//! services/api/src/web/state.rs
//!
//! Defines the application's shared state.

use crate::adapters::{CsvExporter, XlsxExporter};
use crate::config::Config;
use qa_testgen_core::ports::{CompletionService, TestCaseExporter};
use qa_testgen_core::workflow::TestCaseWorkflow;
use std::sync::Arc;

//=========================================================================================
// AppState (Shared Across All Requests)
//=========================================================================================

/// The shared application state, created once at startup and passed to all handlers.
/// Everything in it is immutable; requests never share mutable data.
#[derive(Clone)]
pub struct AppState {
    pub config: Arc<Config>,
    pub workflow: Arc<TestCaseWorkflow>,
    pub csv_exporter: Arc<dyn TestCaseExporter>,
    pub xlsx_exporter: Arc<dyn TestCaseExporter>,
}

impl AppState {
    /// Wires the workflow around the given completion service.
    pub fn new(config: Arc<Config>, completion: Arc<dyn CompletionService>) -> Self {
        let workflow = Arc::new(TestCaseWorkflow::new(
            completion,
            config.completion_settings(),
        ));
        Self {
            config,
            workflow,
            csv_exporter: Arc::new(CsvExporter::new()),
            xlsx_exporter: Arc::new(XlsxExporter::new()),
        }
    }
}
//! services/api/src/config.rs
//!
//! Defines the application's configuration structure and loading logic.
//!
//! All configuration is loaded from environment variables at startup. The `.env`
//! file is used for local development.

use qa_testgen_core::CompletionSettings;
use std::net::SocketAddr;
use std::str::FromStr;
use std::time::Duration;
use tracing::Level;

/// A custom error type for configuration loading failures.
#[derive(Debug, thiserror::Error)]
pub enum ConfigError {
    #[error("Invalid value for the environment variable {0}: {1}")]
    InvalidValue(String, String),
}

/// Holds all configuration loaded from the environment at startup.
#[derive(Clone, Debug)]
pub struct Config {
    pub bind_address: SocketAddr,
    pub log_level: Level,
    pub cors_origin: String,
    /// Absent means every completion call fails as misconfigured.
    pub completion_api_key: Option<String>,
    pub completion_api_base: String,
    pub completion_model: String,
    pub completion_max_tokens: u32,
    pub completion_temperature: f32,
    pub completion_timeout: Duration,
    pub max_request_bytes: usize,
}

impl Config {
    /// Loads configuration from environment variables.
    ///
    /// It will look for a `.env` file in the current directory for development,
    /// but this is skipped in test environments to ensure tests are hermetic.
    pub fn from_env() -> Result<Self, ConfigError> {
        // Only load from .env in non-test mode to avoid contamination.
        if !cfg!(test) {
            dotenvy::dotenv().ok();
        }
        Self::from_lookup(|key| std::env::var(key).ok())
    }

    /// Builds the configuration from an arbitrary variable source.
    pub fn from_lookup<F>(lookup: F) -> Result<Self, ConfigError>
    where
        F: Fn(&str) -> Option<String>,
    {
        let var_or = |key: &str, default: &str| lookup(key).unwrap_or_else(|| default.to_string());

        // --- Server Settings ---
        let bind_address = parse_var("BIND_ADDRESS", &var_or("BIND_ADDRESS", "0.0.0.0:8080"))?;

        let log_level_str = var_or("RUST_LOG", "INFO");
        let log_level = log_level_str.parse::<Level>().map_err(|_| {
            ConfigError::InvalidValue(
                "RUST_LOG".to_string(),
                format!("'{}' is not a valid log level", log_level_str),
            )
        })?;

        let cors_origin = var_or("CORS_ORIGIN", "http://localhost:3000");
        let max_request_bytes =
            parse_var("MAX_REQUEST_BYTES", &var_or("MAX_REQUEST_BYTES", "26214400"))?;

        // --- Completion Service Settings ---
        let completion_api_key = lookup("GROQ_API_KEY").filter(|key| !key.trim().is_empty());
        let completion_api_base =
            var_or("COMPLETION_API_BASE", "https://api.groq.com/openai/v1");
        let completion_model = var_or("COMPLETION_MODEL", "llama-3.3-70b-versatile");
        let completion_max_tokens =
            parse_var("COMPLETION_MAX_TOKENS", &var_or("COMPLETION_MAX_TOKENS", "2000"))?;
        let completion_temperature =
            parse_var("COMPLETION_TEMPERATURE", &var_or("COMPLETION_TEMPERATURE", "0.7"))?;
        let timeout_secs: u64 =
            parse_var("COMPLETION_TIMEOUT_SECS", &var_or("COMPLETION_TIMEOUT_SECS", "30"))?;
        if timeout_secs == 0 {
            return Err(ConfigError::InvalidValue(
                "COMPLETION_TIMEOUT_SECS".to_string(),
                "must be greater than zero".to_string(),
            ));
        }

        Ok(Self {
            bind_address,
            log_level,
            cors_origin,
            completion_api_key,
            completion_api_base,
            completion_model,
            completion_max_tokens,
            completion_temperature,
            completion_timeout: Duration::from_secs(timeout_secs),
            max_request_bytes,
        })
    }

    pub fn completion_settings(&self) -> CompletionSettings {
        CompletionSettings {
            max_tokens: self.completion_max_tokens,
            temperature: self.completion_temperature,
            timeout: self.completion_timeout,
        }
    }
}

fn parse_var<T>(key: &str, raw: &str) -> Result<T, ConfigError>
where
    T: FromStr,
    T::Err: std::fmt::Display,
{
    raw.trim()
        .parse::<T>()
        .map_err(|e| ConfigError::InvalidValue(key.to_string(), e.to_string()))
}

....

**Task details**.
Transcribe the records above exactly, beginning at the line that contains "pub struct AppState" and ending with the line that contains "pub fn new(config: Arc<Config>, completion: Arc<dyn", both included, and nothing else.

**Answer to this task**.
pub struct AppState {
    pub config: Arc<Config>,
    pub workflow: Arc<TestCaseWorkflow>,
    pub csv_exporter: Arc<dyn TestCaseExporter>,
    pub xlsx_exporter: Arc<dyn TestCaseExporter>,
}

impl AppState {
    /// Wires the workflow around the given completion service.
    pub fn new(config: Arc<Config>, completion: Arc<dyn CompletionService>) -> Self {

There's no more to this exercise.